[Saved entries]
Start of Block
impl<'t> TokState<'t> {
    pub fn new(text: &'t str, config: &TokConfig) -> Self {
        TokState {
            text,
            pos: 0,
            line: 1,
            line_start: 0,
            current_line: line_at(text, 0),
            at_bol: true,
            logical_content: false,
            indents: vec![0],
            pending_dedents: 0,
            dedent_at: (Position::default(), 0),
            brackets: Vec::new(),
            tab_size: config.tab_size.max(1),
            finished: false,
        }
    }

    /// Produce the next token, `Ok(None)` once the end marker has been emitted.
    pub fn next_token(&mut self) -> Result<Option<Token<'t>>, TokError> {
        if self.finished {
            return Ok(None);
        }
        if self.pending_dedents > 0 {
            self.pending_dedents -= 1;
            let (position, offset) = self.dedent_at;
            return Ok(Some(self.zero_width(TokType::Dedent, position, offset)));
        }
        if self.at_bol {
            self.at_bol = false;
            if let Some(token) = self.indentation()? {
                return Ok(Some(token));
            }
        }

        self.skip_blanks();
        let Some(c) = self.peek() else {
            return self.end_of_input();
        };
        let mark = self.mark();
        match c {
            '#' => {
                let rest = self.rest().as_bytes();
                self.pos += memchr2(b'\n', b'\r', rest).unwrap_or(rest.len());
                Ok(Some(self.token(TokType::Comment, mark)))
            }
            '\n' | '\r' => Ok(Some(self.newline())),
            '\'' | '"' => self.string(mark).map(Some),
            c if c.is_ascii_digit() => Ok(Some(self.number(mark))),
            '.' if self.rest()[1..].starts_with(|n: char| n.is_ascii_digit()) => {
                Ok(Some(self.number(mark)))
            }
            c if is_identifier_start(c) => self.name_or_string(mark).map(Some),
            c => self.operator(mark, c).map(Some),
        }
    }

    fn rest(&self) -> &'t str {
        &self.text[self.pos..]
    }

    fn peek(&self) -> Option<char> {
        self.rest().chars().next()
    }

    fn mark(&self) -> Mark<'t> {
        Mark {
            offset: self.pos,
            line: self.line,
            line_start: self.line_start,
            line_text: self.current_line,
        }
    }

    /// Move to the physical line starting at byte `start`.
    fn start_line(&mut self, start: usize) {
        self.line += 1;
        self.line_start = start;
        self.current_line = line_at(self.text, start);
    }

    fn token(&self, kind: TokType, mark: Mark<'t>) -> Token<'t> {
        Token {
            kind,
            text: &self.text[mark.offset..self.pos],
            start: Position::new(mark.line, mark.offset - mark.line_start),
            end: Position::new(self.line, self.pos - self.line_start),
            start_offset: mark.offset,
            end_offset: self.pos,
            line: mark.line_text,
        }
    }

    fn zero_width(&self, kind: TokType, position: Position, offset: usize) -> Token<'t> {
        let line = if offset >= self.text.len() {
            ""
        } else {
            self.current_line
        };
        Token {
            kind,
            text: "",
            start: position,
            end: position,
            start_offset: offset,
            end_offset: offset,
            line,
        }
    }

    /// Measure the indentation of a new logical line and emit an indent or
    /// the first of a run of dedents. Blank and comment-only lines never
    /// change the indentation level.
    fn indentation(&mut self) -> Result<Option<Token<'t>>, TokError> {
        let bytes = self.text.as_bytes();
        let mut width = 0;
        let mut p = self.pos;
        while let Some(&b) = bytes.get(p) {
            match b {
                b' ' => width += 1,
                b'\t' => width = (width / self.tab_size + 1) * self.tab_size,
                0x0c => width = 0,
                _ => break,
            }
            p += 1;
        }
        if matches!(bytes.get(p), None | Some(b'#' | b'\n' | b'\r')) {
            return Ok(None);
        }

        let mark = self.mark();
        self.pos = p;
        let top = self.indents.last().copied().unwrap_or(0);
        if width > top {
            self.indents.push(width);
            return Ok(Some(self.token(TokType::Indent, mark)));
        }
        if width < top {
            let mut count = 0;
            while self.indents.last().is_some_and(|&w| w > width) {
                self.indents.pop();
                count += 1;
            }
            if self.indents.last().copied().unwrap_or(0) != width {
                return Err(TokError::Dedent { line: self.line });
            }
            let position = Position::new(self.line, p - self.line_start);
            self.dedent_at = (position, p);
            self.pending_dedents = count - 1;
            return Ok(Some(self.zero_width(TokType::Dedent, position, p)));
        }
        Ok(None)
    }

    fn skip_blanks(&mut self) {
        let bytes = self.text.as_bytes();
        loop {
            match bytes.get(self.pos) {
                Some(b' ' | b'\t' | 0x0c) => self.pos += 1,
                Some(b'\\') => {
                    let after = self.pos + 1;
                    let len = match (bytes.get(after), bytes.get(after + 1)) {
                        (Some(b'\r'), Some(b'\n')) => 2,
                        (Some(b'\n' | b'\r'), _) => 1,
                        _ => break,
                    };
                    self.pos = after + len;
                    self.start_line(self.pos);
                }
                _ => break,
            }
        }
    }

    fn newline(&mut self) -> Token<'t> {
        let mark = self.mark();
        self.pos += if self.rest().starts_with("\r\n") { 2 } else { 1 };
        let kind = if self.brackets.is_empty() && self.logical_content {
            TokType::Newline
        } else {
            TokType::Nl
        };
        let token = self.token(kind, mark);
        self.start_line(self.pos);
        if kind == TokType::Newline {
            self.logical_content = false;
        }
        self.at_bol = self.brackets.is_empty();
        token
    }

    fn name_or_string(&mut self, mark: Mark<'t>) -> Result<Token<'t>, TokError> {
        let rest = self.rest();
        let len = rest
            .char_indices()
            .find(|&(_, ch)| !is_identifier_continue(ch))
            .map_or(rest.len(), |(index, _)| index);
        let word = &rest[..len];
        self.pos += len;
        let quoted = self.rest().starts_with(['\'', '"']);
        if quoted && STRING_PREFIXES.contains(&word.to_ascii_lowercase().as_str()) {
            return self.string(mark);
        }
        self.logical_content = true;
        Ok(self.token(TokType::Name, mark))
    }

    /// Scan a string literal. `self.pos` is at the opening quote, `mark` at
    /// the start of the prefix (if any).
    fn string(&mut self, mark: Mark<'t>) -> Result<Token<'t>, TokError> {
        let bytes = self.text.as_bytes();
        let quote = bytes[self.pos];
        let triple = bytes[self.pos..].starts_with(&[quote, quote, quote]);
        let unterminated = if triple {
            TokError::UnterminatedTripleQuotedString { line: mark.line }
        } else {
            TokError::UnterminatedString { line: mark.line }
        };
        let mut p = self.pos + if triple { 3 } else { 1 };
        loop {
            let Some(&b) = bytes.get(p) else {
                return Err(unterminated);
            };
            match b {
                b'\\' => {
                    p += 1;
                    match bytes.get(p) {
                        Some(b'\r') => {
                            p += 1;
                            if bytes.get(p) == Some(&b'\n') {
                                p += 1;
                            }
                            self.start_line(p);
                        }
                        Some(b'\n') => {
                            p += 1;
                            self.start_line(p);
                        }
                        // Continuation bytes of a multi-byte character never
                        // look like ASCII, so stepping a single byte is fine.
                        Some(_) => p += 1,
                        None => {}
                    }
                }
                b'\n' | b'\r' => {
                    if !triple {
                        return Err(unterminated);
                    }
                    if b == b'\r' && bytes.get(p + 1) == Some(&b'\n') {
                        p += 1;
                    }
                    p += 1;
                    self.start_line(p);
                }
                _ if b == quote => {
                    if !triple {
                        p += 1;
                        break;
                    }
                    if bytes[p..].starts_with(&[quote, quote, quote]) {
                        p += 3;
                        break;
                    }
                    p += 1;
                }
                _ => p += 1,
            }
        }
        self.pos = p;
        self.logical_content = true;
        Ok(self.token(TokType::String, mark))
    }

    fn number(&mut self, mark: Mark<'t>) -> Token<'t> {
        let bytes = self.text.as_bytes();
        let hex = self.rest().starts_with("0x") || self.rest().starts_with("0X");
        let mut previous = 0u8;
        let mut p = self.pos;
        while let Some(&b) = bytes.get(p) {
            let exponent_sign = matches!(b, b'+' | b'-') && matches!(previous, b'e' | b'E') && !hex;
            if !(b.is_ascii_alphanumeric() || b == b'_' || b == b'.' || exponent_sign) {
                break;
            }
            previous = b;
            p += 1;
        }
        self.pos = p;
        self.logical_content = true;
        self.token(TokType::Number, mark)
    }

    fn operator(&mut self, mark: Mark<'t>, c: char) -> Result<Token<'t>, TokError> {
        let rest = self.rest();
        let Some(op) = OPERATORS.iter().find(|op| rest.starts_with(**op)) else {
            return Err(TokError::BadCharacter { ch: c, line: self.line });
        };
        match *op {
            "(" | "[" | "{" => self.brackets.push((c, self.line)),
            ")" | "]" | "}" => match self.brackets.pop() {
                None => {
                    return Err(TokError::UnmatchedClose {
                        close: c,
                        line: self.line,
                    })
                }
                Some((open, _)) if closer_for(open) != c => {
                    return Err(TokError::MismatchedClose {
                        open,
                        close: c,
                        line: self.line,
                    })
                }
                Some(_) => {}
            },
            _ => {}
        }
        self.pos += op.len();
        self.logical_content = true;
        Ok(self.token(TokType::Op, mark))
    }

    fn end_of_input(&mut self) -> Result<Option<Token<'t>>, TokError> {
        if let Some(&(open, line)) = self.brackets.last() {
            self.brackets.clear();
            return Err(TokError::UnclosedBracket { open, line });
        }
        if self.logical_content {
            self.logical_content = false;
            let mark = self.mark();
            return Ok(Some(self.token(TokType::Newline, mark)));
        }
        let position = if self.pos == self.line_start {
            Position::new(self.line, 0)
        } else {
            Position::new(self.line + 1, 0)
        };
        if self.indents.len() > 1 {
            let count = self.indents.len() - 1;
            self.indents.truncate(1);
            self.dedent_at = (position, self.pos);
            self.pending_dedents = count - 1;
            return Ok(Some(self.zero_width(TokType::Dedent, position, self.pos)));
        }
        self.finished = true;
        Ok(Some(self.zero_width(TokType::EndMarker, position, self.pos)))
    }
}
End of Block
Please show every line of the entries above that contains the word "find".

            .find(|&(_, ch)| !is_identifier_continue(ch))
        let Some(op) = OPERATORS.iter().find(|op| rest.starts_with(**op)) else {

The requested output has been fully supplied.